What the task requires:
Reproduce the complete listing without any deviation.
Data provided section start
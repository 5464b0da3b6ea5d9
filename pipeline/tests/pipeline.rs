//! End-to-end pipeline behavior against the software encoder.
//!
//! Tests that need a real H.264 encoder skip with a log line when the
//! FFmpeg build lacks libx264.

use std::path::Path;

use stillreel_pipeline::{EncodeSession, InputMode, SessionConfig};
use stillreel_types::EncoderBackend;

fn x264_available() -> bool {
    ffmpeg_next::init().unwrap();
    if ffmpeg_next::encoder::find_by_name("libx264").is_none() {
        eprintln!("libx264 not present in this FFmpeg build; skipping");
        return false;
    }
    true
}

fn write_raw_frame(path: &Path, width: u32, height: u32, seed: u8) {
    let mut data = Vec::with_capacity((width * height * 3) as usize);
    for y in 0..height {
        for x in 0..width {
            data.push(seed.wrapping_add(x as u8));
            data.push(seed.wrapping_add(y as u8));
            data.push(seed);
        }
    }
    std::fs::write(path, data).unwrap();
}

fn raw_session(output: &Path, fps: u32) -> EncodeSession {
    let config = SessionConfig::new(EncoderBackend::X264, 64, 64)
        .with_fps(fps)
        .with_input_mode(InputMode::RawBgr);
    EncodeSession::initialize(config, output).unwrap()
}

/// Demux the produced file and count video packets.
fn probe_output(path: &Path) -> (usize, u32, u32, ffmpeg_next::codec::Id, usize) {
    let mut input = ffmpeg_next::format::input(&path).unwrap();
    let stream_count = input.streams().count();

    let stream = input.streams().next().unwrap();
    let params = stream.parameters();
    let codec_id = params.id();

    let (width, height) = unsafe {
        let ptr = params.as_ptr();
        ((*ptr).width as u32, (*ptr).height as u32)
    };

    let packets = input.packets().count();
    (stream_count, width, height, codec_id, packets)
}

#[test]
fn raw_burst_round_trips() {
    if !x264_available() {
        return;
    }

    let dir = tempfile::tempdir().unwrap();
    let output = dir.path().join("burst.mp4");

    let mut session = raw_session(&output, 30);
    for i in 0..5u8 {
        let frame_path = dir.path().join(format!("frame_{i:03}.bgr"));
        write_raw_frame(&frame_path, 64, 64, i * 40);
        session.encode_frame(&frame_path).unwrap();
    }

    assert_eq!(session.frames_encoded(), 5);
    session.finish().unwrap();

    let (streams, width, height, codec_id, packets) = probe_output(&output);
    assert_eq!(streams, 1);
    assert_eq!((width, height), (64, 64));
    assert_eq!(codec_id, ffmpeg_next::codec::Id::H264);
    // Buffered packets surface at flush; the total matches the submissions.
    assert_eq!(packets, 5);
}

#[test]
fn zero_frame_run_produces_parseable_container() {
    if !x264_available() {
        return;
    }

    let dir = tempfile::tempdir().unwrap();
    let output = dir.path().join("empty.mp4");

    let session = raw_session(&output, 30);
    session.finish().unwrap();

    let (streams, _, _, codec_id, packets) = probe_output(&output);
    assert_eq!(streams, 1);
    assert_eq!(codec_id, ffmpeg_next::codec::Id::H264);
    assert_eq!(packets, 0);
}

#[test]
fn missing_input_does_not_poison_the_session() {
    if !x264_available() {
        return;
    }

    let dir = tempfile::tempdir().unwrap();
    let output = dir.path().join("recover.mp4");

    let mut session = raw_session(&output, 10);

    assert!(session.encode_frame(dir.path().join("no_such_frame.bgr")).is_err());
    assert_eq!(session.frames_encoded(), 0);

    let frame_path = dir.path().join("frame.bgr");
    write_raw_frame(&frame_path, 64, 64, 7);
    session.encode_frame(&frame_path).unwrap();

    assert_eq!(session.frames_encoded(), 1);
    session.finish().unwrap();

    let (_, _, _, _, packets) = probe_output(&output);
    assert_eq!(packets, 1);
}

#[test]
fn wrong_size_raw_buffer_is_skipped() {
    if !x264_available() {
        return;
    }

    let dir = tempfile::tempdir().unwrap();
    let output = dir.path().join("short.mp4");

    let mut session = raw_session(&output, 30);

    let bad = dir.path().join("truncated.bgr");
    std::fs::write(&bad, [0u8; 100]).unwrap();
    assert!(session.encode_frame(&bad).is_err());

    let good = dir.path().join("good.bgr");
    write_raw_frame(&good, 64, 64, 1);
    session.encode_frame(&good).unwrap();
    assert_eq!(session.finish().unwrap(), 1);
}

#[test]
fn drop_without_finish_releases_cleanly() {
    if !x264_available() {
        return;
    }

    let dir = tempfile::tempdir().unwrap();
    let output = dir.path().join("dropped.mp4");

    {
        let mut session = raw_session(&output, 30);
        let frame_path = dir.path().join("frame.bgr");
        write_raw_frame(&frame_path, 64, 64, 9);
        session.encode_frame(&frame_path).unwrap();
        // Dropped without finish(): teardown drains and finalizes.
    }

    let (streams, _, _, _, _) = probe_output(&output);
    assert_eq!(streams, 1);
}

#[test]
fn unavailable_backend_fails_cleanly_without_output() {
    let dir = tempfile::tempdir().unwrap();
    let output = dir.path().join("never.mp4");

    let config = SessionConfig::new(EncoderBackend::Nvenc, 64, 64)
        .with_input_mode(InputMode::RawBgr);

    match EncodeSession::initialize(config, &output) {
        Err(_) => assert!(!output.exists(), "failed setup must not leave a file"),
        Ok(_) => eprintln!("NVENC available on this machine; skipping"),
    }
}

#[test]
fn still_mode_counts_match_packets() {
    if !x264_available() {
        return;
    }

    // PNG input exercises the container-decode variant end to end.
    let dir = tempfile::tempdir().unwrap();
    let output = dir.path().join("stills.mp4");

    let config = SessionConfig::new(EncoderBackend::X264, 64, 64).with_fps(24);
    let mut session = EncodeSession::initialize(config, &output).unwrap();

    for i in 0..3u32 {
        let path = dir.path().join(format!("still_{i}.png"));
        write_test_png(&path, 48, 48, i as u8 * 80);
        session.encode_frame(&path).unwrap();
    }

    assert_eq!(session.finish().unwrap(), 3);
    let (_, width, height, _, packets) = probe_output(&output);
    // Stills are resampled to the configured output size.
    assert_eq!((width, height), (64, 64));
    assert_eq!(packets, 3);
}

fn write_test_png(path: &Path, width: u32, height: u32, seed: u8) {
    use std::fs::File;
    use std::io::BufWriter;

    let file = File::create(path).unwrap();
    let mut encoder = png::Encoder::new(BufWriter::new(file), width, height);
    encoder.set_color(png::ColorType::Rgb);
    encoder.set_depth(png::BitDepth::Eight);
    let mut writer = encoder.write_header().unwrap();

    let mut data = Vec::with_capacity((width * height * 3) as usize);
    for y in 0..height {
        for x in 0..width {
            data.push(seed.wrapping_add(x as u8));
            data.push(seed.wrapping_add(y as u8));
            data.push(seed);
        }
    }
    writer.write_image_data(&data).unwrap();
}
Data provided section end
Response below:
repository 5464b0da3b6ea5d9
filename pipeline/tests/pipeline.rs
//! End-to-end pipeline behavior against the software encoder.
//!
//! Tests that need a real H.264 encoder skip with a log line when the
//! FFmpeg build lacks libx264.

use std::path::Path;

use stillreel_pipeline::{EncodeSession, InputMode, SessionConfig};
use stillreel_types::EncoderBackend;

fn x264_available() -> bool {
    ffmpeg_next::init().unwrap();
    if ffmpeg_next::encoder::find_by_name("libx264").is_none() {
        eprintln!("libx264 not present in this FFmpeg build; skipping");
        return false;
    }
    true
}

fn write_raw_frame(path: &Path, width: u32, height: u32, seed: u8) {
    let mut data = Vec::with_capacity((width * height * 3) as usize);
    for y in 0..height {
        for x in 0..width {
            data.push(seed.wrapping_add(x as u8));
            data.push(seed.wrapping_add(y as u8));
            data.push(seed);
        }
    }
    std::fs::write(path, data).unwrap();
}

fn raw_session(output: &Path, fps: u32) -> EncodeSession {
    let config = SessionConfig::new(EncoderBackend::X264, 64, 64)
        .with_fps(fps)
        .with_input_mode(InputMode::RawBgr);
    EncodeSession::initialize(config, output).unwrap()
}

/// Demux the produced file and count video packets.
fn probe_output(path: &Path) -> (usize, u32, u32, ffmpeg_next::codec::Id, usize) {
    let mut input = ffmpeg_next::format::input(&path).unwrap();
    let stream_count = input.streams().count();

    let stream = input.streams().next().unwrap();
    let params = stream.parameters();
    let codec_id = params.id();

    let (width, height) = unsafe {
        let ptr = params.as_ptr();
        ((*ptr).width as u32, (*ptr).height as u32)
    };

    let packets = input.packets().count();
    (stream_count, width, height, codec_id, packets)
}

#[test]
fn raw_burst_round_trips() {
    if !x264_available() {
        return;
    }

    let dir = tempfile::tempdir().unwrap();
    let output = dir.path().join("burst.mp4");

    let mut session = raw_session(&output, 30);
    for i in 0..5u8 {
        let frame_path = dir.path().join(format!("frame_{i:03}.bgr"));
        write_raw_frame(&frame_path, 64, 64, i * 40);
        session.encode_frame(&frame_path).unwrap();
    }

    assert_eq!(session.frames_encoded(), 5);
    session.finish().unwrap();

    let (streams, width, height, codec_id, packets) = probe_output(&output);
    assert_eq!(streams, 1);
    assert_eq!((width, height), (64, 64));
    assert_eq!(codec_id, ffmpeg_next::codec::Id::H264);
    // Buffered packets surface at flush; the total matches the submissions.
    assert_eq!(packets, 5);
}

#[test]
fn zero_frame_run_produces_parseable_container() {
    if !x264_available() {
        return;
    }

    let dir = tempfile::tempdir().unwrap();
    let output = dir.path().join("empty.mp4");

    let session = raw_session(&output, 30);
    session.finish().unwrap();

    let (streams, _, _, codec_id, packets) = probe_output(&output);
    assert_eq!(streams, 1);
    assert_eq!(codec_id, ffmpeg_next::codec::Id::H264);
    assert_eq!(packets, 0);
}

#[test]
fn missing_input_does_not_poison_the_session() {
    if !x264_available() {
        return;
    }

    let dir = tempfile::tempdir().unwrap();
    let output = dir.path().join("recover.mp4");

    let mut session = raw_session(&output, 10);

    assert!(session.encode_frame(dir.path().join("no_such_frame.bgr")).is_err());
    assert_eq!(session.frames_encoded(), 0);

    let frame_path = dir.path().join("frame.bgr");
    write_raw_frame(&frame_path, 64, 64, 7);
    session.encode_frame(&frame_path).unwrap();

    assert_eq!(session.frames_encoded(), 1);
    session.finish().unwrap();

    let (_, _, _, _, packets) = probe_output(&output);
    assert_eq!(packets, 1);
}

#[test]
fn wrong_size_raw_buffer_is_skipped() {
    if !x264_available() {
        return;
    }

    let dir = tempfile::tempdir().unwrap();
    let output = dir.path().join("short.mp4");

    let mut session = raw_session(&output, 30);

    let bad = dir.path().join("truncated.bgr");
    std::fs::write(&bad, [0u8; 100]).unwrap();
    assert!(session.encode_frame(&bad).is_err());

    let good = dir.path().join("good.bgr");
    write_raw_frame(&good, 64, 64, 1);
    session.encode_frame(&good).unwrap();
    assert_eq!(session.finish().unwrap(), 1);
}

#[test]
fn drop_without_finish_releases_cleanly() {
    if !x264_available() {
        return;
    }

    let dir = tempfile::tempdir().unwrap();
    let output = dir.path().join("dropped.mp4");

    {
        let mut session = raw_session(&output, 30);
        let frame_path = dir.path().join("frame.bgr");
        write_raw_frame(&frame_path, 64, 64, 9);
        session.encode_frame(&frame_path).unwrap();
        // Dropped without finish(): teardown drains and finalizes.
    }

    let (streams, _, _, _, _) = probe_output(&output);
    assert_eq!(streams, 1);
}

#[test]
fn unavailable_backend_fails_cleanly_without_output() {
    let dir = tempfile::tempdir().unwrap();
    let output = dir.path().join("never.mp4");

    let config = SessionConfig::new(EncoderBackend::Nvenc, 64, 64)
        .with_input_mode(InputMode::RawBgr);

    match EncodeSession::initialize(config, &output) {
        Err(_) => assert!(!output.exists(), "failed setup must not leave a file"),
        Ok(_) => eprintln!("NVENC available on this machine; skipping"),
    }
}

#[test]
fn still_mode_counts_match_packets() {
    if !x264_available() {
        return;
    }

    // PNG input exercises the container-decode variant end to end.
    let dir = tempfile::tempdir().unwrap();
    let output = dir.path().join("stills.mp4");

    let config = SessionConfig::new(EncoderBackend::X264, 64, 64).with_fps(24);
    let mut session = EncodeSession::initialize(config, &output).unwrap();

    for i in 0..3u32 {
        let path = dir.path().join(format!("still_{i}.png"));
        write_test_png(&path, 48, 48, i as u8 * 80);
        session.encode_frame(&path).unwrap();
    }

    assert_eq!(session.finish().unwrap(), 3);
    let (_, width, height, _, packets) = probe_output(&output);
    // Stills are resampled to the configured output size.
    assert_eq!((width, height), (64, 64));
    assert_eq!(packets, 3);
}

fn write_test_png(path: &Path, width: u32, height: u32, seed: u8) {
    use std::fs::File;
    use std::io::BufWriter;

    let file = File::create(path).unwrap();
    let mut encoder = png::Encoder::new(BufWriter::new(file), width, height);
    encoder.set_color(png::ColorType::Rgb);
    encoder.set_depth(png::BitDepth::Eight);
    let mut writer = encoder.write_header().unwrap();

    let mut data = Vec::with_capacity((width * height * 3) as usize);
    for y in 0..height {
        for x in 0..width {
            data.push(seed.wrapping_add(x as u8));
            data.push(seed.wrapping_add(y as u8));
            data.push(seed);
        }
    }
    writer.write_image_data(&data).unwrap();
}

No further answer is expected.